── Source material

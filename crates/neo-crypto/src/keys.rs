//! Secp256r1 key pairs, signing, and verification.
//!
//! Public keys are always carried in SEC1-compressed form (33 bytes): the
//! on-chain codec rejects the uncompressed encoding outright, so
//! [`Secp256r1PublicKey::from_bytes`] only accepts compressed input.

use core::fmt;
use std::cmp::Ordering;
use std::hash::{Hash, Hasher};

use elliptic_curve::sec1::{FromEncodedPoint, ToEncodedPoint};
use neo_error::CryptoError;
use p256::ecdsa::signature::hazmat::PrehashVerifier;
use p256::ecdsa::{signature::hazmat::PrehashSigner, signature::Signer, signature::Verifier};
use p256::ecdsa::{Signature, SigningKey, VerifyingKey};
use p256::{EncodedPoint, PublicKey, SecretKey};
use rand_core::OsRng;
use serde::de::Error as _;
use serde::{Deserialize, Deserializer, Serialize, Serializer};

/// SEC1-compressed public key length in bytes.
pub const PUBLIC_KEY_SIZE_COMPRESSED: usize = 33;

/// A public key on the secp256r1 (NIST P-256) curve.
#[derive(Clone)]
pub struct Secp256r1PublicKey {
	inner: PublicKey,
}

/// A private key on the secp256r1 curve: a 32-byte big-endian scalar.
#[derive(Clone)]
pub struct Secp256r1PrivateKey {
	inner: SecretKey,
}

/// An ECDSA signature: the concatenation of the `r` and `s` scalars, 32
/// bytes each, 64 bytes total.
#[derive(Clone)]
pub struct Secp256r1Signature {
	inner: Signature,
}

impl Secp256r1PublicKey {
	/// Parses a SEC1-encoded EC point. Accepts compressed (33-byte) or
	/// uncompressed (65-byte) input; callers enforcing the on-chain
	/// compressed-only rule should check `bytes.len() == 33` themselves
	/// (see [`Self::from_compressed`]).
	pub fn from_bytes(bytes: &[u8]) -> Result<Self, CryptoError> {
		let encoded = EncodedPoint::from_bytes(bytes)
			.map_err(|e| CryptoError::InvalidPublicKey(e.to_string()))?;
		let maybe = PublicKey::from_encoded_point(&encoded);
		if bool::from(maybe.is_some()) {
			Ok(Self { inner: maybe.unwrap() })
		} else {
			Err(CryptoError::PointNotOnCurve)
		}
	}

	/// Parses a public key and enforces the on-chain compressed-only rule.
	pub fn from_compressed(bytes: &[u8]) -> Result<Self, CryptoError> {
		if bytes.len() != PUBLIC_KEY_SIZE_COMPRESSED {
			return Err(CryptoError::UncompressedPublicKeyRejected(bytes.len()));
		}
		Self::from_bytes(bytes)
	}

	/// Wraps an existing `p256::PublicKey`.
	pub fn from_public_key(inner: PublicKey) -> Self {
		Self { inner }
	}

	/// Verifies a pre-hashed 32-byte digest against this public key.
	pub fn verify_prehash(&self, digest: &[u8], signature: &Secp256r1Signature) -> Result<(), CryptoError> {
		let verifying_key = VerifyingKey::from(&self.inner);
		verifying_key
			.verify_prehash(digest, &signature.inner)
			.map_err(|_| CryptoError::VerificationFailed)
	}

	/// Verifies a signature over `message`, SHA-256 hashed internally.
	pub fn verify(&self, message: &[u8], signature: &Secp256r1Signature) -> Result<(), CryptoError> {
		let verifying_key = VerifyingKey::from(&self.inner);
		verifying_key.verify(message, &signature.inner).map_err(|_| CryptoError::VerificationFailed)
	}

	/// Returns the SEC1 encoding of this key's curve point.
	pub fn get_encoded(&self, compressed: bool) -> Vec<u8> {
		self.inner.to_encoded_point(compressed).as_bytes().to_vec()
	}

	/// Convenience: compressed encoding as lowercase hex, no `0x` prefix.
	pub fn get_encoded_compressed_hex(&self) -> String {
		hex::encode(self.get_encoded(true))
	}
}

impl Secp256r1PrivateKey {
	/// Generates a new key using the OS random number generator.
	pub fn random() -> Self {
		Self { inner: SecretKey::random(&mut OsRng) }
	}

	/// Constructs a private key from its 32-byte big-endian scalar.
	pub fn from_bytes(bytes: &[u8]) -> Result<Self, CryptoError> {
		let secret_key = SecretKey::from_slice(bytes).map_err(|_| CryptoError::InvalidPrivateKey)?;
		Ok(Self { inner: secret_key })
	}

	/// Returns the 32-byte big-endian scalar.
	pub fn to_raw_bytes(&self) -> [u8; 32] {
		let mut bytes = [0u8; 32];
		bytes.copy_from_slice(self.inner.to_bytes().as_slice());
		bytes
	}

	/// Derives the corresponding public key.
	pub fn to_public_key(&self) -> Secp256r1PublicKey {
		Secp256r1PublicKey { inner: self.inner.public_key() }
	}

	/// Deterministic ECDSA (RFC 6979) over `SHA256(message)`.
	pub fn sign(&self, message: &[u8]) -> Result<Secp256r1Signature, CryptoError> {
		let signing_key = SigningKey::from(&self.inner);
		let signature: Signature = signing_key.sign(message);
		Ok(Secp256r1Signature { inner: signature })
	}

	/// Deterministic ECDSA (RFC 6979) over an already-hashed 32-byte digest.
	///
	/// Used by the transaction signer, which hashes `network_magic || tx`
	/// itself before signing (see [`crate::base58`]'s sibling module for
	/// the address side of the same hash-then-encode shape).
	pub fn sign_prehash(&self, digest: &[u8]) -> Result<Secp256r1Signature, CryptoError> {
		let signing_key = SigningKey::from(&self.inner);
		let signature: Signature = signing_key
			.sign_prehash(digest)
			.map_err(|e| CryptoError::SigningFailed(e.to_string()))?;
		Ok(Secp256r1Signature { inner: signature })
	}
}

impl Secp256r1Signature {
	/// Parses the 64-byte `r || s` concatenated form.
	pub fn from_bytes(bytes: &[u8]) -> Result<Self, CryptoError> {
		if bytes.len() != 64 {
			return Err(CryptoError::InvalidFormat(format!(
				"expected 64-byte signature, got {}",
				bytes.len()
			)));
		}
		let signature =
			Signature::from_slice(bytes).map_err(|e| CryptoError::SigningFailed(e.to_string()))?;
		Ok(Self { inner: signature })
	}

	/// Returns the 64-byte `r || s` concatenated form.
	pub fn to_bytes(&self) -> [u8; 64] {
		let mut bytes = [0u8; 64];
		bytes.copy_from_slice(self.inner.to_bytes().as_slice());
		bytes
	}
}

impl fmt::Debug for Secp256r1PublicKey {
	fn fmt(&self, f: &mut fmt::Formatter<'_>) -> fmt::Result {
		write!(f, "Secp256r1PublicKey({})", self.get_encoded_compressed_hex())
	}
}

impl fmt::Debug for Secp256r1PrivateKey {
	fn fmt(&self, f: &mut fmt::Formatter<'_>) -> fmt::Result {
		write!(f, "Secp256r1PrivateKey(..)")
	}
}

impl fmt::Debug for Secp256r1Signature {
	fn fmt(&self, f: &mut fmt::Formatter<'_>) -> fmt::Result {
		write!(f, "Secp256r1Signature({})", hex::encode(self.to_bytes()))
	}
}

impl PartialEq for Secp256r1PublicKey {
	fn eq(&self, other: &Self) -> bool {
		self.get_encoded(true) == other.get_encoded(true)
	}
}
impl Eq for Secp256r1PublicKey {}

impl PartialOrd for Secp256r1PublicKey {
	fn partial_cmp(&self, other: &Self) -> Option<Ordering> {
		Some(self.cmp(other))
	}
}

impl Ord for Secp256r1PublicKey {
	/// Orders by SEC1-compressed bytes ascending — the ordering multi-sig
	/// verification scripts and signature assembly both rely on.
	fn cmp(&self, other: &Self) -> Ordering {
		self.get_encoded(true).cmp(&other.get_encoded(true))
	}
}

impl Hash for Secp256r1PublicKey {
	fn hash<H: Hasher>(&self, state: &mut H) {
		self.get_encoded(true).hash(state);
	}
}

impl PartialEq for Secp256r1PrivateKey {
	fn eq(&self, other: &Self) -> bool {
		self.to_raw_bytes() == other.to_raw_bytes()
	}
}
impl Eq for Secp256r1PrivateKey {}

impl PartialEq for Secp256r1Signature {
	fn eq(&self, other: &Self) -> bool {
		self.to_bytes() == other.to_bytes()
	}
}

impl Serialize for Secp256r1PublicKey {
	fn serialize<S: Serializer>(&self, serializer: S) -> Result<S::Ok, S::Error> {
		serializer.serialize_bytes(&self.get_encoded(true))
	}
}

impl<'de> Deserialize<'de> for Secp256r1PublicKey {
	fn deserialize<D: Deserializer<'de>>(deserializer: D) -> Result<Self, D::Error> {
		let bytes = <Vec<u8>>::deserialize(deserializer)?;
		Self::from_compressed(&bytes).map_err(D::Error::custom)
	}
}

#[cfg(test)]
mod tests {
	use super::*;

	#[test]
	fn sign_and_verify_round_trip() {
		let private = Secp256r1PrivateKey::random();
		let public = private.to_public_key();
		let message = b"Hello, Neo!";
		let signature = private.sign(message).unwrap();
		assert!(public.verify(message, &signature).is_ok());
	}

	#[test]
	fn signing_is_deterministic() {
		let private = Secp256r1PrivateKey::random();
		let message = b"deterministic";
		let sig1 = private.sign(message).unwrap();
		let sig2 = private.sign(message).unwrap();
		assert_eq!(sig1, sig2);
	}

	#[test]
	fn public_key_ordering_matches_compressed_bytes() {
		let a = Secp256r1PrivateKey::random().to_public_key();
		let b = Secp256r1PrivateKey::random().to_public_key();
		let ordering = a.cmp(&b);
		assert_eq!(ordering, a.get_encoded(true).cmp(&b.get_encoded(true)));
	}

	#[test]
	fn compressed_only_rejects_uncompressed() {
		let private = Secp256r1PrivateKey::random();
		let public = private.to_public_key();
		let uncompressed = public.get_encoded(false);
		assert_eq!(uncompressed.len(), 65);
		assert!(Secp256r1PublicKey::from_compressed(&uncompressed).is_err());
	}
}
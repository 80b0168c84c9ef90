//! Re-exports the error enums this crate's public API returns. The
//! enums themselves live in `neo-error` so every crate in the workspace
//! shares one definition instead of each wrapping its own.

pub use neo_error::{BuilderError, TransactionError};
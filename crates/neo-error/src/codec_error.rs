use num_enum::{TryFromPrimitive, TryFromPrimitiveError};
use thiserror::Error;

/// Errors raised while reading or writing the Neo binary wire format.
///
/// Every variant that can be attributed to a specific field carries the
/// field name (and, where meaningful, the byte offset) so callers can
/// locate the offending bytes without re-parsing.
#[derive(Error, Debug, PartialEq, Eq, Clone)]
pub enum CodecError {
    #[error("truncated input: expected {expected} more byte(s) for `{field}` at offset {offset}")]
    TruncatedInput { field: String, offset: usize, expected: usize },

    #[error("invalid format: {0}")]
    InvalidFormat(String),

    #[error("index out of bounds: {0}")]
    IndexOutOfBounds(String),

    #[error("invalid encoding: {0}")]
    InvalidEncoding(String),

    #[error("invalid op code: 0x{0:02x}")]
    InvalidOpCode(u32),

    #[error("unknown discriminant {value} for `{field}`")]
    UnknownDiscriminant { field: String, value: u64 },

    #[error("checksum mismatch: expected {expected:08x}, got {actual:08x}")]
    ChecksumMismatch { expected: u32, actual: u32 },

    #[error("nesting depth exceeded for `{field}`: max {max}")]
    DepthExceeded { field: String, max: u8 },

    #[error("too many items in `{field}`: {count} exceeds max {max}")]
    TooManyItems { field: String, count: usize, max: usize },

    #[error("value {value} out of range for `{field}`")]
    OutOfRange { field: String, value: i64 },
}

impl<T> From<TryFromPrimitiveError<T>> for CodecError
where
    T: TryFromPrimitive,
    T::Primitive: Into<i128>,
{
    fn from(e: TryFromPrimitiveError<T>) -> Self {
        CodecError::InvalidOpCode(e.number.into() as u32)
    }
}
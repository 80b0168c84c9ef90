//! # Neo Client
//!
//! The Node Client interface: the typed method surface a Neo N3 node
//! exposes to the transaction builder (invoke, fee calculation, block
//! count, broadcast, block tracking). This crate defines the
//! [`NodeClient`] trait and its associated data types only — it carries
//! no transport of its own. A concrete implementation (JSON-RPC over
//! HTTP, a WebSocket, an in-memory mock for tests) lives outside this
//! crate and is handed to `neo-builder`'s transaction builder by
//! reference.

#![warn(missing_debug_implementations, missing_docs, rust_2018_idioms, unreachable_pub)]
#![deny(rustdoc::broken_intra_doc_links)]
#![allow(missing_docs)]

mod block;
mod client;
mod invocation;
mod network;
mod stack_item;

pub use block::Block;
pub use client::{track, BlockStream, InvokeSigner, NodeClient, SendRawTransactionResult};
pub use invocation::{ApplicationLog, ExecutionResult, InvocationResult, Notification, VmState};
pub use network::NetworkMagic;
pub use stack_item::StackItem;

────

* Your assignment
Read the entries and pick out all lines that include the word "callers".

* Result of the task
	/// uncompressed (65-byte) input; callers enforcing the on-chain
/// field name (and, where meaningful, the byte offset) so callers can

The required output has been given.